Click here for system response with linear frequency scaling

Determining the off-axis response of a loudspeaker system

The off-axis response is measured when the microphone is rotated on a circle a given number of degrees. We can consider the observer as being at an angle from the loudspeaker. Also, instead of moving the test microphone, we can obtain the same result by rotating the speaker by the angle for which an off-axis response is desired.

Acoustical Characterization of Materials

Just as electrical systems and components can be said to have an electrical impedance, acoustical systems also have an acoustical impedance. This acoustical impedance is made up of a resistive component and a reactive component, just like its electrical counterpart. We can describe the acoustical impedance using a complex frequency response (transfer function) or an impulse response. We may characterize the acoustical impedance of a given material using the TDS technique.

Reflection Characteristics

We can obtain a "reflection response" for a given material by facing the speaker toward the material, and then facing the microphone away from the material and measuring the system response. Note that we must take 'space loss' (the sound absorption response of the air space in the room) in order to get a more accurate reflection response. One can usually compute space loss, although it can also be measured by applying TDS or other measurements techniques.

Transmission Characteristics

Similarly, if we wish to obtain a "transmission response" for a given material, we compare the on-axis response to the on-axis response with the material placed in-between the speaker and the test microphone.

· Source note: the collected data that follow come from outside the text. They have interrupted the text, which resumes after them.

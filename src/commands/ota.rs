//! OTA command handler

use anyhow::{Context, Result};
use serde_json::json;

use fwkit::application::{OtaOptions, OtaPlan};
use fwkit::domain::ports::{BuildEvent, BuildEventSink};
use fwkit::presentation::create_ota_use_case;

use crate::commands::Globals;
use crate::ui::context::UiContext;
use crate::ui::json::emit_event;
use crate::ui::json::events::{CompleteEvent, ItemEvent, StartEvent};
use crate::ui::views::ota::{
    render_exported, render_ota_header, render_ota_plan, render_ota_summary, render_step_started,
};

const COMMAND: &str = "ota";

pub struct OtaArgs {
    pub env: Option<String>,
    pub prefix: Option<String>,
    pub version: Option<String>,
    pub skip_firmware: bool,
    pub skip_fs: bool,
    pub dry_run: bool,
}

pub fn cmd_ota(globals: &Globals, args: OtaArgs) -> Result<()> {
    let config = globals.load_config(COMMAND)?;
    let ui = &globals.ui;

    let env = args.env.unwrap_or_else(|| config.project.env.clone());
    let mut options = OtaOptions::new(&globals.project_dir, env);
    options.platformio_ini = config.platformio_ini_in(&globals.project_dir);
    options.prefix = args.prefix.unwrap_or(config.ota.prefix);
    options.version = args.version;
    options.output_dir = globals.resolve(&config.ota.output_dir);
    options.build_tool = config.ota.build_tool;
    options.skip_firmware = args.skip_firmware;
    options.skip_fs = args.skip_fs;

    if ui.json {
        let _ = emit_event(&StartEvent::new(COMMAND));
    }

    let use_case = create_ota_use_case();
    let plan = use_case
        .plan(&options)
        .context("resolving firmware version")?;

    if !ui.json {
        print!("{}", render_ota_header(&plan, ui.color, ui.unicode));
    }

    if args.dry_run {
        report_plan(ui, &plan);
        return Ok(());
    }

    let sink = OtaEventPrinter { ui };
    let result = use_case.execute(&plan, &sink)?;

    if ui.json {
        let _ = emit_event(&CompleteEvent::success(
            COMMAND,
            json!({
                "version": plan.version,
                "artifacts": result.artifacts,
                "manifest": result.manifest.as_ref().map(|p| p.display().to_string()),
            }),
        ));
    } else {
        print!("{}", render_ota_summary(&result, ui.color, ui.unicode));
    }
    Ok(())
}

fn report_plan(ui: &UiContext, plan: &OtaPlan) {
    if !ui.json {
        print!("{}", render_ota_plan(plan, ui.color, ui.unicode));
        return;
    }

    for step in &plan.steps {
        let _ = emit_event(&ItemEvent::new(
            COMMAND,
            json!({
                "kind": step.kind,
                "command": step.command.to_string(),
                "source": step.source.display().to_string(),
                "destination": step.destination.display().to_string(),
                "planned": true,
            }),
        ));
    }
    let _ = emit_event(&CompleteEvent::success(
        COMMAND,
        json!({
            "version": plan.version,
            "dry_run": true,
            "manifest": plan.manifest.display().to_string(),
        }),
    ));
}

/// Streams build progress as it happens
struct OtaEventPrinter<'a> {
    ui: &'a UiContext,
}

impl BuildEventSink for OtaEventPrinter<'_> {
    fn on_event(&self, event: BuildEvent) {
        let ui = self.ui;
        match event {
            BuildEvent::StepStarted { kind, env, command } => {
                if ui.json {
                    let _ = emit_event(&ItemEvent::new(
                        COMMAND,
                        json!({"kind": kind, "env": env, "status": "building", "command": command}),
                    ));
                } else {
                    eprint!(
                        "{}",
                        render_step_started(&kind.to_string(), &command, ui.color, ui.unicode)
                    );
                }
            }
            BuildEvent::Exported { artifact } => {
                if ui.json {
                    let _ = emit_event(&ItemEvent::new(
                        COMMAND,
                        json!({"status": "exported", "artifact": artifact}),
                    ));
                } else {
                    print!("{}", render_exported(&artifact, ui.color, ui.unicode));
                }
            }
            BuildEvent::ManifestWritten { path } => {
                log::info!("manifest written to {}", path.display());
            }
        }
    }
}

Acoustical Response of a "Room"

The acoustical response of a room can be determined as discussed earlier. We tested the response of the sixth-floor Sid Richardson lobby from 20 Hz to 10 kHz. In this plot, the horizontal axis represents frequency, vertical axis represents time. Note that the vertical axis goes downward as time increases, and that this so-called "waterfall" plot shows the swept sine wave increasing in frequency as time increases. The colors on the plot represent energy, and we can think of the third axis on the plot 'sticking out' (as the colors go from black and purple to red, the energy increases).

Click on the image for a more in-depth look.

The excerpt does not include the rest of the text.